# Task brief:
Reproduce nothing but the lines from the one containing "while result.len() <" to the end of the records below, each exactly as written.

Stored data
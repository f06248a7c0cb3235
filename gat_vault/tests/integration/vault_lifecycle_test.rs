//! # Vault Lifecycle and Registry Tests
//!
//! Unlock/lock flows through the registry, capability access, statistics,
//! and the metadata store.

use std::time::Duration;

use gat_vault::{MetadataStore, VaultRegistry};
use gat_vault_domain::entities::UnlockOutcome;
use gat_vault_domain::services::kdf::{KdfConfig, ScryptParams};
use gat_vault_domain::value_objects::{Filename, FilenameRecord};
use gat_vault_domain::SseError;
use tempfile::TempDir;

fn fast_kdf() -> KdfConfig {
    KdfConfig::Scrypt(ScryptParams { log_n: 4, r: 8, p: 1 })
}

#[tokio::test]
async fn test_unlock_create_then_reopen() {
    let dir = TempDir::new().unwrap();
    let registry = VaultRegistry::new(dir.path(), Some(Duration::from_secs(300)));

    let UnlockOutcome::Created { salt, verifier } = registry
        .unlock("u1", "v1", b"pw", None, None, &fast_kdf())
        .unwrap()
    else {
        panic!("expected Created for a fresh vault");
    };

    registry.lock("u1", "v1");
    let err = registry.client_keys("u1", "v1").unwrap_err();
    assert!(matches!(err, SseError::VaultLocked));

    let outcome = registry
        .unlock("u1", "v1", b"pw", Some(&salt), Some(&verifier), &fast_kdf())
        .unwrap();
    assert_eq!(outcome, UnlockOutcome::Reopened);
    assert!(registry.client_keys("u1", "v1").is_ok());

    registry.lock("u1", "v1");
    let err = registry
        .unlock("u1", "v1", b"wrong", Some(&salt), Some(&verifier), &fast_kdf())
        .unwrap_err();
    assert!(matches!(err, SseError::InvalidPassword));
}

#[tokio::test]
async fn test_with_keys_requires_unlocked_vault() {
    let dir = TempDir::new().unwrap();
    let registry = VaultRegistry::new(dir.path(), None);

    let err = registry.with_keys("u1", "v1", |_| ()).unwrap_err();
    assert!(matches!(err, SseError::VaultLocked));

    registry.unlock("u1", "v1", b"pw", None, None, &fast_kdf()).unwrap();
    registry.with_keys("u1", "v1", |keys| {
        assert_eq!(keys.k_search.len(), 32);
    })
    .unwrap();
}

#[tokio::test]
async fn test_vaults_are_isolated_per_user_and_vault() {
    let dir = TempDir::new().unwrap();
    let registry = VaultRegistry::new(dir.path(), None);

    registry.unlock("u1", "v1", b"pw", None, None, &fast_kdf()).unwrap();
    registry.unlock("u2", "v1", b"pw", None, None, &fast_kdf()).unwrap();

    let k1 = registry.client_keys("u1", "v1").unwrap();
    let k2 = registry.client_keys("u2", "v1").unwrap();
    // Different vaults mint different salts, so subkeys differ.
    assert_ne!(k1.k_search, k2.k_search);

    registry.lock("u1", "v1");
    assert!(registry.client_keys("u1", "v1").is_err());
    assert!(registry.client_keys("u2", "v1").is_ok());

    assert_ne!(
        registry.storage_dir("u1", "v1"),
        registry.storage_dir("u2", "v1")
    );
}

#[tokio::test]
async fn test_inactivity_lock_through_registry() {
    let dir = TempDir::new().unwrap();
    let registry = VaultRegistry::new(dir.path(), Some(Duration::from_millis(10)));

    registry.unlock("u1", "v1", b"pw", None, None, &fast_kdf()).unwrap();
    assert!(!registry.check_inactivity("u1", "v1"));
    std::thread::sleep(Duration::from_millis(20));
    assert!(registry.check_inactivity("u1", "v1"));
    assert!(registry.client_keys("u1", "v1").is_err());
    // Untouched vaults report no transition.
    assert!(!registry.check_inactivity("u9", "v9"));
}

#[tokio::test]
async fn test_stats_reflect_storage_and_state() {
    let dir = TempDir::new().unwrap();
    let registry = VaultRegistry::new(dir.path(), None);
    registry.unlock("u1", "v1", b"pw", None, None, &fast_kdf()).unwrap();

    let storage = registry.storage_dir("u1", "v1");
    std::fs::create_dir_all(storage.join("documents")).unwrap();
    std::fs::write(storage.join("documents").join("a"), vec![0u8; 100]).unwrap();
    std::fs::write(storage.join("documents").join("b"), vec![0u8; 50]).unwrap();
    std::fs::write(storage.join("index.json"), b"{}").unwrap();

    let stats = registry.stats("u1", "v1").unwrap();
    assert_eq!(stats.total_encrypted_files, 2);
    assert_eq!(stats.total_encrypted_size_bytes, 150);
    assert_eq!(stats.index_size_bytes, 2);
    assert_eq!(stats.encryption_algorithm, "AES-256-GCM");
    assert_eq!(stats.kdf_algorithm, "scrypt");
    assert_eq!(stats.vault_state, "UNLOCKED");
    assert!(stats.seconds_since_last_activity.is_some());

    registry.lock("u1", "v1");
    let stats = registry.stats("u1", "v1").unwrap();
    assert_eq!(stats.vault_state, "LOCKED");
    assert!(stats.seconds_since_last_activity.is_none());
}

#[tokio::test]
async fn test_metadata_store_roundtrip() {
    let dir = TempDir::new().unwrap();
    let store = MetadataStore::new(dir.path());

    // Missing file reads as empty metadata.
    let metadata = store.load().unwrap();
    assert!(metadata.files.is_empty());

    store
        .record_filename("doc-1", Filename::Plain("legacy.txt".to_string()))
        .unwrap();
    store
        .record_filename(
            "doc-2",
            Filename::Encrypted(FilenameRecord {
                encrypted_filename: "YQ".to_string(),
                filename_iv: "Yg".to_string(),
                filename_tag: "Yw".to_string(),
            }),
        )
        .unwrap();

    let mut metadata = store.load().unwrap();
    assert_eq!(metadata.files.len(), 2);
    assert!(metadata.filename("doc-2").unwrap().is_encrypted());

    metadata.keyword_counter.insert("foo".to_string(), 2);
    store.save(&metadata).unwrap();
    let reloaded = store.load().unwrap();
    assert_eq!(reloaded.keyword_counter.get("foo"), Some(&2));

    assert!(store.forget_document("doc-1").unwrap());
    assert!(!store.forget_document("doc-1").unwrap());
}

#[tokio::test]
async fn test_metadata_store_rejects_corrupt_file() {
    let dir = TempDir::new().unwrap();
    std::fs::write(dir.path().join("metadata.json"), b"xx{").unwrap();
    let store = MetadataStore::new(dir.path());
    let err = store.load().unwrap_err();
    assert!(matches!(err, SseError::CorruptedStore(_)));
}
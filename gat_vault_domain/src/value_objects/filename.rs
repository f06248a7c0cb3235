// /////////////////////////////////////////////////////////////////////////////
// Gat Vault RS
// Copyright (c) 2025 Michael Gardner, A Bit of Help, Inc.
// SPDX-License-Identifier: BSD-3-Clause
// See LICENSE file in the project root.
// /////////////////////////////////////////////////////////////////////////////

//! # Filename Value Objects
//!
//! Filenames in vault metadata come in two historical shapes: a legacy
//! plaintext string, or a structured record holding the AES-256-GCM
//! components of an encrypted filename. This module models that as a tagged
//! sum so every caller must handle both shapes explicitly instead of probing
//! a dynamic value.
//!
//! ## On-Disk Format
//!
//! The encrypted record serializes as:
//!
//! ```json
//! { "encrypted_filename": "<b64url>", "filename_iv": "<b64url>", "filename_tag": "<b64url>" }
//! ```
//!
//! All fields are base64url without padding. The legacy shape is a bare JSON
//! string; `serde(untagged)` accepts both when reading existing metadata.

use serde::{Deserialize, Serialize};

/// Structured encrypted-filename record.
///
/// Components of one AES-256-GCM encryption under `K_filename_enc`:
/// ciphertext, 12-byte nonce, and 16-byte tag, each base64url-encoded
/// without padding.
#[derive(Debug, Clone, PartialEq, Eq, Serialize, Deserialize)]
pub struct FilenameRecord {
    /// Base64url ciphertext of the UTF-8 filename
    pub encrypted_filename: String,
    /// Base64url 96-bit GCM nonce
    pub filename_iv: String,
    /// Base64url 128-bit GCM tag
    pub filename_tag: String,
}

/// A filename as stored in per-vault metadata: legacy plaintext or an
/// encrypted record.
#[derive(Debug, Clone, PartialEq, Eq, Serialize, Deserialize)]
#[serde(untagged)]
pub enum Filename {
    /// Structured encrypted record (current format)
    Encrypted(FilenameRecord),
    /// Plaintext filename (legacy vaults only)
    Plain(String),
}

impl Filename {
    /// Returns true when the filename is stored encrypted
    pub fn is_encrypted(&self) -> bool {
        matches!(self, Filename::Encrypted(_))
    }
}
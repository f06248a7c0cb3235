// /////////////////////////////////////////////////////////////////////////////
// Gat Vault RS
// Copyright (c) 2025 Michael Gardner, A Bit of Help, Inc.
// SPDX-License-Identifier: BSD-3-Clause
// See LICENSE file in the project root.
// /////////////////////////////////////////////////////////////////////////////

//! # Vault Record
//!
//! The non-secret, host-persisted description of a vault: identifier, owner,
//! display name, KDF salt, and password verifier. Nothing in this record can
//! decrypt data; the salt is public by design and the verifier is a
//! non-reversible SHA-256 of `K_master`.

use chrono::{DateTime, Utc};
use serde::{Deserialize, Serialize};
use uuid::Uuid;

use crate::error::SseError;
use crate::services::kdf::MIN_SALT_LEN;

/// Server-persisted vault record.
#[derive(Debug, Clone, PartialEq, Eq, Serialize, Deserialize)]
pub struct VaultRecord {
    /// Unique vault identifier
    pub vault_id: Uuid,
    /// Owning user identifier (opaque to the core)
    pub user_id: String,
    /// Display name chosen by the user
    pub name: String,
    /// KDF salt, at least 16 bytes; not secret
    pub salt: Vec<u8>,
    /// `SHA-256(K_master)` password verifier
    pub verifier: [u8; 32],
    /// Creation timestamp
    pub created_at: DateTime<Utc>,
}

impl VaultRecord {
    /// Creates a record for a freshly created vault.
    ///
    /// # Errors
    ///
    /// Returns `SseError::InvalidParameter` when the salt is shorter than 16
    /// bytes or the name is empty.
    pub fn new(
        user_id: impl Into<String>,
        name: impl Into<String>,
        salt: Vec<u8>,
        verifier: [u8; 32],
    ) -> Result<Self, SseError> {
        let name = name.into();
        if name.trim().is_empty() {
            return Err(SseError::invalid_parameter("Vault name must not be empty"));
        }
        if salt.len() < MIN_SALT_LEN {
            return Err(SseError::invalid_parameter(format!(
                "Salt must be at least {} bytes, got {}",
                MIN_SALT_LEN,
                salt.len()
            )));
        }
        Ok(Self {
            vault_id: Uuid::new_v4(),
            user_id: user_id.into(),
            name,
            salt,
            verifier,
            created_at: Utc::now(),
        })
    }
}
// /////////////////////////////////////////////////////////////////////////////
// Gat Vault RS
// Copyright (c) 2025 Michael Gardner, A Bit of Help, Inc.
// SPDX-License-Identifier: BSD-3-Clause
// See LICENSE file in the project root.
// /////////////////////////////////////////////////////////////////////////////

//! # Vault Manager
//!
//! State machine owning a vault's key material lifecycle:
//!
//! ```text
//! LOCKED --unlock(password, salt?, verifier?)--> UNLOCKED
//! UNLOCKED --lock() / inactivity--> LOCKED
//! ```
//!
//! ## Key Lifecycle
//!
//! - Keys exist only in memory and only while the vault is UNLOCKED.
//! - `K_master` lives in a zeroizing buffer; `lock()` overwrites it and drops
//!   the subkey bundle (which wipes itself). Locking is idempotent.
//! - The inactivity timer uses the monotonic clock. `check_inactivity()` is
//!   called by the host on each touch; in-flight operations that already hold
//!   a key copy complete normally.
//! - `keys()` is the single capability through which callers obtain key
//!   material; every call refreshes the activity timestamp. No cipher, index,
//!   or trapdoor operation proceeds without it.
//!
//! The first unlock of a fresh vault mints the salt and returns
//! `(salt, verifier)` for the host to persist; later unlocks verify
//! `SHA-256(K_master)` against the stored verifier and fail with
//! `InvalidPassword` on mismatch, without any retry counting here.

use std::time::{Duration, Instant};
use zeroize::{Zeroize, Zeroizing};

use crate::error::SseError;
use crate::services::kdf::{
    derive_vault_keys, derive_vault_keys_from_password, generate_salt, password_verifier,
    KdfConfig, VaultKeyBundle, DERIVED_KEY_LEN, MIN_SALT_LEN,
};
use crate::services::trapdoor::constant_time_eq;

/// Default inactivity timeout before auto-lock.
pub const DEFAULT_INACTIVITY_TIMEOUT: Duration = Duration::from_secs(300);

/// Vault lifecycle state.
#[derive(Debug, Clone, Copy, PartialEq, Eq)]
pub enum VaultState {
    Locked,
    Unlocked,
}

/// Result of a successful unlock.
#[derive(Debug, Clone, PartialEq, Eq)]
pub enum UnlockOutcome {
    /// First unlock of a fresh vault: the caller must persist `salt` and
    /// `verifier` with the vault record.
    Created { salt: Vec<u8>, verifier: [u8; 32] },
    /// Unlock of an existing vault against its stored salt.
    Reopened,
}

/// Manages vault state and in-memory keys only.
///
/// Logically single-threaded: the host must ensure at most one unlock attempt
/// proceeds at a time. Dropping the manager wipes all key material.
pub struct VaultManager {
    state: VaultState,
    master_key: Option<Zeroizing<[u8; DERIVED_KEY_LEN]>>,
    keys: Option<VaultKeyBundle>,
    salt: Option<Vec<u8>>,
    inactivity_timeout: Option<Duration>,
    last_activity: Instant,
}

impl VaultManager {
    /// Creates a locked manager with the given inactivity timeout; `None`
    /// disables auto-lock.
    pub fn new(inactivity_timeout: Option<Duration>) -> Self {
        Self {
            state: VaultState::Locked,
            master_key: None,
            keys: None,
            salt: None,
            inactivity_timeout,
            last_activity: Instant::now(),
        }
    }

    /// Current lifecycle state
    pub fn state(&self) -> VaultState {
        self.state
    }

    /// True when unlocked with key material present
    pub fn is_unlocked(&self) -> bool {
        self.state == VaultState::Unlocked && self.keys.is_some()
    }

    /// Stored salt, for host persistence. Not secret.
    pub fn salt(&self) -> Option<&[u8]> {
        self.salt.as_deref()
    }

    /// Monotonic instant of the last key access
    pub fn last_activity(&self) -> Instant {
        self.last_activity
    }

    /// Unlocks the vault with a password.
    ///
    /// When `salt` is `None` a fresh vault is being created: a salt is minted
    /// and returned together with the password verifier. Otherwise the
    /// derived verifier is checked against `stored_verifier` (when provided)
    /// in constant time.
    ///
    /// # Errors
    ///
    /// - `SseError::InvalidParameter` when the provided salt is shorter than
    ///   16 bytes
    /// - `SseError::InvalidPassword` on verifier mismatch
    pub fn unlock(
        &mut self,
        password: &[u8],
        salt: Option<&[u8]>,
        stored_verifier: Option<&[u8; 32]>,
        kdf: &KdfConfig,
    ) -> Result<UnlockOutcome, SseError> {
        let (salt_bytes, created) = match salt {
            Some(s) => {
                if s.len() < MIN_SALT_LEN {
                    return Err(SseError::invalid_parameter(format!(
                        "Salt must be at least {} bytes, got {}",
                        MIN_SALT_LEN,
                        s.len()
                    )));
                }
                (s.to_vec(), false)
            }
            None => (generate_salt()?.to_vec(), true),
        };

        let (k_master, bundle) = derive_vault_keys_from_password(password, &salt_bytes, kdf)?;
        let verifier = password_verifier(k_master.as_ref());
        if let Some(expected) = stored_verifier {
            if !constant_time_eq(&verifier, expected) {
                return Err(SseError::InvalidPassword);
            }
        }

        self.store_keys(k_master, bundle);
        self.salt = Some(salt_bytes.clone());

        if created {
            Ok(UnlockOutcome::Created {
                salt: salt_bytes,
                verifier,
            })
        } else {
            Ok(UnlockOutcome::Reopened)
        }
    }

    /// Unlocks from an existing master key, bypassing the password KDF.
    ///
    /// Used when the host already holds `K_master` (for example after
    /// envelope decryption of a stored key).
    pub fn unlock_with_master_key(&mut self, k_master: &[u8; DERIVED_KEY_LEN]) -> Result<(), SseError> {
        let bundle = derive_vault_keys(k_master)?;
        self.store_keys(Zeroizing::new(*k_master), bundle);
        self.salt = None;
        Ok(())
    }

    fn store_keys(&mut self, k_master: Zeroizing<[u8; DERIVED_KEY_LEN]>, bundle: VaultKeyBundle) {
        self.master_key = Some(k_master);
        self.keys = Some(bundle);
        self.state = VaultState::Unlocked;
        self.last_activity = Instant::now();
    }

    /// Locks the vault, overwriting `K_master` with zeros and dropping the
    /// subkeys. Idempotent; the salt is retained for re-unlock.
    pub fn lock(&mut self) {
        if let Some(mut master) = self.master_key.take() {
            master.zeroize();
        }
        if let Some(mut bundle) = self.keys.take() {
            bundle.zeroize();
        }
        self.state = VaultState::Locked;
    }

    /// Locks the vault when the inactivity timeout has elapsed. Returns
    /// whether a transition occurred.
    pub fn check_inactivity(&mut self) -> bool {
        if !self.is_unlocked() {
            return false;
        }
        let Some(timeout) = self.inactivity_timeout else {
            return false;
        };
        if timeout.is_zero() {
            return false;
        }
        if self.last_activity.elapsed() >= timeout {
            self.lock();
            return true;
        }
        false
    }

    /// Capability accessor for key material.
    ///
    /// Returns `None` when locked. Every call counts as activity for the
    /// inactivity timer. Callers must not persist the returned reference
    /// beyond the current operation.
    pub fn keys(&mut self) -> Option<&VaultKeyBundle> {
        if self.state != VaultState::Unlocked {
            return None;
        }
        self.last_activity = Instant::now();
        self.keys.as_ref()
    }
}

impl Drop for VaultManager {
    fn drop(&mut self) {
        self.lock();
    }
}
// /////////////////////////////////////////////////////////////////////////////
// Gat Vault RS
// Copyright (c) 2025 Michael Gardner, A Bit of Help, Inc.
// SPDX-License-Identifier: BSD-3-Clause
// See LICENSE file in the project root.
// /////////////////////////////////////////////////////////////////////////////

//! Value objects for the vault SSE domain.
//!
//! Immutable, self-validating types without identity: document identifiers,
//! search tokens, filename records, and the per-vault metadata document.

pub mod doc_id;
pub mod filename;
pub mod search_token;
pub mod vault_metadata;

pub use doc_id::DocId;
pub use filename::{Filename, FilenameRecord};
pub use search_token::SearchToken;
pub use vault_metadata::{KeywordCounter, VaultMetadata};
// /////////////////////////////////////////////////////////////////////////////
// Gat Vault RS
// Copyright (c) 2025 Michael Gardner, A Bit of Help, Inc.
// SPDX-License-Identifier: BSD-3-Clause
// See LICENSE file in the project root.
// /////////////////////////////////////////////////////////////////////////////

//! # Storage Server
//!
//! The untrusted side of the protocol: holds encrypted documents and the
//! encrypted index, answers search tokens. Everything it stores and compares
//! is an opaque byte string; it never sees plaintext, keywords, or keys.
//!
//! ## State and Concurrency
//!
//! Per-vault state is the storage root, an `IndexBackend`, and an in-memory
//! map of document blobs mirrored to `documents/<doc_id>` on disk. All
//! mutations (document upload, index batch, delete) are serialized by one
//! async mutex held only for the duration of the write; searches and document
//! reads proceed concurrently. A search therefore observes an upload batch
//! entirely or not at all.
//!
//! ## Matching and Padding
//!
//! `search_multi` scans every index entry and compares the stored key bytes
//! against each query token with a timing-safe equality, collecting matched
//! doc_ids in first-seen order. When `pad_to` exceeds the real result count
//! the response is padded with random hex ids guaranteed not to collide with
//! any stored document, then uniformly shuffled so position reveals nothing.

use parking_lot::RwLock;
use rand::seq::SliceRandom;
use rand::Rng;
use std::collections::{BTreeMap, HashMap, HashSet};
use std::path::PathBuf;
use tokio::sync::Mutex;

use gat_vault_domain::repositories::IndexBackend;
use gat_vault_domain::value_objects::{DocId, SearchToken};
use gat_vault_domain::SseError;

/// Subdirectory holding one ciphertext blob per document.
const DOCUMENTS_DIR: &str = "documents";

/// Untrusted per-vault storage server.
pub struct StorageServer {
    storage_dir: PathBuf,
    backend: Box<dyn IndexBackend>,
    documents: RwLock<HashMap<String, Vec<u8>>>,
    // Serializes all mutating operations for this vault.
    write_gate: Mutex<()>,
}

impl StorageServer {
    /// Opens the server over a storage directory and index backend, loading
    /// any documents already on disk.
    pub async fn open(storage_dir: impl Into<PathBuf>, backend: Box<dyn IndexBackend>) -> Result<Self, SseError> {
        let storage_dir = storage_dir.into();
        let docs_dir = storage_dir.join(DOCUMENTS_DIR);
        tokio::fs::create_dir_all(&docs_dir).await?;

        let mut documents = HashMap::new();
        let mut dir = tokio::fs::read_dir(&docs_dir).await?;
        while let Some(entry) = dir.next_entry().await? {
            let is_file = entry.file_type().await.map(|t| t.is_file()).unwrap_or(false);
            if !is_file {
                continue;
            }
            let name = entry.file_name().to_string_lossy().into_owned();
            let blob = tokio::fs::read(entry.path()).await?;
            documents.insert(name, blob);
        }
        tracing::debug!(dir = %storage_dir.display(), documents = documents.len(), "opened storage server");

        Ok(Self {
            storage_dir,
            backend,
            documents: RwLock::new(documents),
            write_gate: Mutex::new(()),
        })
    }

    fn docs_path(&self) -> PathBuf {
        self.storage_dir.join(DOCUMENTS_DIR)
    }

    /// Stores one encrypted document blob.
    pub async fn upload_document(&self, doc_id: &DocId, ciphertext: &[u8]) -> Result<(), SseError> {
        let _guard = self.write_gate.lock().await;
        let path = self.docs_path().join(doc_id.as_str());
        tokio::fs::write(&path, ciphertext).await?;
        self.documents
            .write()
            .insert(doc_id.as_str().to_string(), ciphertext.to_vec());
        Ok(())
    }

    /// Accepts an encrypted index batch from the client:
    /// `token_hex -> [doc_id, ...]`.
    pub async fn upload_index(&self, batch: &BTreeMap<String, Vec<String>>) -> Result<(), SseError> {
        let _guard = self.write_gate.lock().await;
        self.backend.add_batch(batch).await
    }

    /// Single-token search; equivalent to `search_multi` with one token.
    pub async fn search(&self, token: &SearchToken, pad_to: usize) -> Result<Vec<String>, SseError> {
        self.search_multi(std::slice::from_ref(token), pad_to).await
    }

    /// Returns the union of doc_ids for index entries matching any query
    /// token, in first-seen order, optionally padded to a fixed size.
    pub async fn search_multi(&self, tokens: &[SearchToken], pad_to: usize) -> Result<Vec<String>, SseError> {
        let mut result: Vec<String> = Vec::new();
        let mut seen: HashSet<String> = HashSet::new();

        for (stored_hex, doc_ids) in self.backend.entries().await? {
            let Ok(stored) = hex::decode(&stored_hex) else {
                tracing::debug!(token = %stored_hex, "skipping non-hex index key");
                continue;
            };
            for token in tokens {
                if token.ct_eq(&stored) {
                    for doc_id in &doc_ids {
                        if seen.insert(doc_id.clone()) {
                            result.push(doc_id.clone());
                        }
                    }
                    break;
                }
            }
        }

        if pad_to > result.len() {
            self.pad_and_shuffle(&mut result, pad_to);
        }
        Ok(result)
    }

    /// Per-token search: `result[i]` holds the doc_ids matching `tokens[i]`.
    /// Used for n-gram intersection.
    pub async fn search_multi_breakdown(&self, tokens: &[SearchToken]) -> Result<Vec<Vec<String>>, SseError> {
        let mut result: Vec<Vec<String>> = vec![Vec::new(); tokens.len()];

        for (stored_hex, doc_ids) in self.backend.entries().await? {
            let Ok(stored) = hex::decode(&stored_hex) else {
                continue;
            };
            for (i, token) in tokens.iter().enumerate() {
                if token.ct_eq(&stored) {
                    for doc_id in &doc_ids {
                        if !result[i].contains(doc_id) {
                            result[i].push(doc_id.clone());
                        }
                    }
                    break;
                }
            }
        }
        Ok(result)
    }

    fn pad_and_shuffle(&self, result: &mut Vec<String>, pad_to: usize) {
        let documents = self.documents.read();
        let mut rng = rand::rng();
        while result.len() < pad_to {
            let mut raw = [0u8; 16];
            rng.fill(&mut raw);
            let dummy = hex::encode(raw);
            // Dummies must be distinguishable from every real id so the
            // client can filter them against its known set.
            if documents.contains_key(&dummy) || result.contains(&dummy) {
                continue;
            }
            result.push(dummy);
        }
        result.shuffle(&mut rng);
    }

    /// Fetches one encrypted document blob.
    pub fn get_document(&self, doc_id: &DocId) -> Option<Vec<u8>> {
        self.documents.read().get(doc_id.as_str()).cloned()
    }

    /// Removes a document and every index pair referencing it. Returns
    /// whether the document existed.
    pub async fn delete_document(&self, doc_id: &DocId) -> Result<bool, SseError> {
        let _guard = self.write_gate.lock().await;
        if self.documents.write().remove(doc_id.as_str()).is_none() {
            return Ok(false);
        }
        let path = self.docs_path().join(doc_id.as_str());
        match tokio::fs::remove_file(&path).await {
            Ok(()) => {}
            Err(e) if e.kind() == std::io::ErrorKind::NotFound => {}
            Err(e) => return Err(e.into()),
        }
        self.backend.remove_doc_id(doc_id.as_str()).await?;
        tracing::debug!(doc_id = %doc_id, "deleted document and index pairs");
        Ok(true)
    }

    /// Lists all stored document ids (housekeeping; order unspecified).
    pub fn list_document_ids(&self) -> Vec<String> {
        self.documents.read().keys().cloned().collect()
    }

    /// Approximate index footprint per document id.
    pub async fn index_bytes_per_doc(&self) -> Result<HashMap<String, u64>, SseError> {
        self.backend.bytes_per_doc().await
    }

    /// Releases backend resources.
    pub async fn close(&self) -> Result<(), SseError> {
        self.backend.close().await
    }
}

# Answer to this exercise:
        while result.len() < pad_to {
            let mut raw = [0u8; 16];
            rng.fill(&mut raw);
            let dummy = hex::encode(raw);
            // Dummies must be distinguishable from every real id so the
            // client can filter them against its known set.
            if documents.contains_key(&dummy) || result.contains(&dummy) {
                continue;
            }
            result.push(dummy);
        }
        result.shuffle(&mut rng);
    }

    /// Fetches one encrypted document blob.
    pub fn get_document(&self, doc_id: &DocId) -> Option<Vec<u8>> {
        self.documents.read().get(doc_id.as_str()).cloned()
    }

    /// Removes a document and every index pair referencing it. Returns
    /// whether the document existed.
    pub async fn delete_document(&self, doc_id: &DocId) -> Result<bool, SseError> {
        let _guard = self.write_gate.lock().await;
        if self.documents.write().remove(doc_id.as_str()).is_none() {
            return Ok(false);
        }
        let path = self.docs_path().join(doc_id.as_str());
        match tokio::fs::remove_file(&path).await {
            Ok(()) => {}
            Err(e) if e.kind() == std::io::ErrorKind::NotFound => {}
            Err(e) => return Err(e.into()),
        }
        self.backend.remove_doc_id(doc_id.as_str()).await?;
        tracing::debug!(doc_id = %doc_id, "deleted document and index pairs");
        Ok(true)
    }

    /// Lists all stored document ids (housekeeping; order unspecified).
    pub fn list_document_ids(&self) -> Vec<String> {
        self.documents.read().keys().cloned().collect()
    }

    /// Approximate index footprint per document id.
    pub async fn index_bytes_per_doc(&self) -> Result<HashMap<String, u64>, SseError> {
        self.backend.bytes_per_doc().await
    }

    /// Releases backend resources.
    pub async fn close(&self) -> Result<(), SseError> {
        self.backend.close().await
    }
}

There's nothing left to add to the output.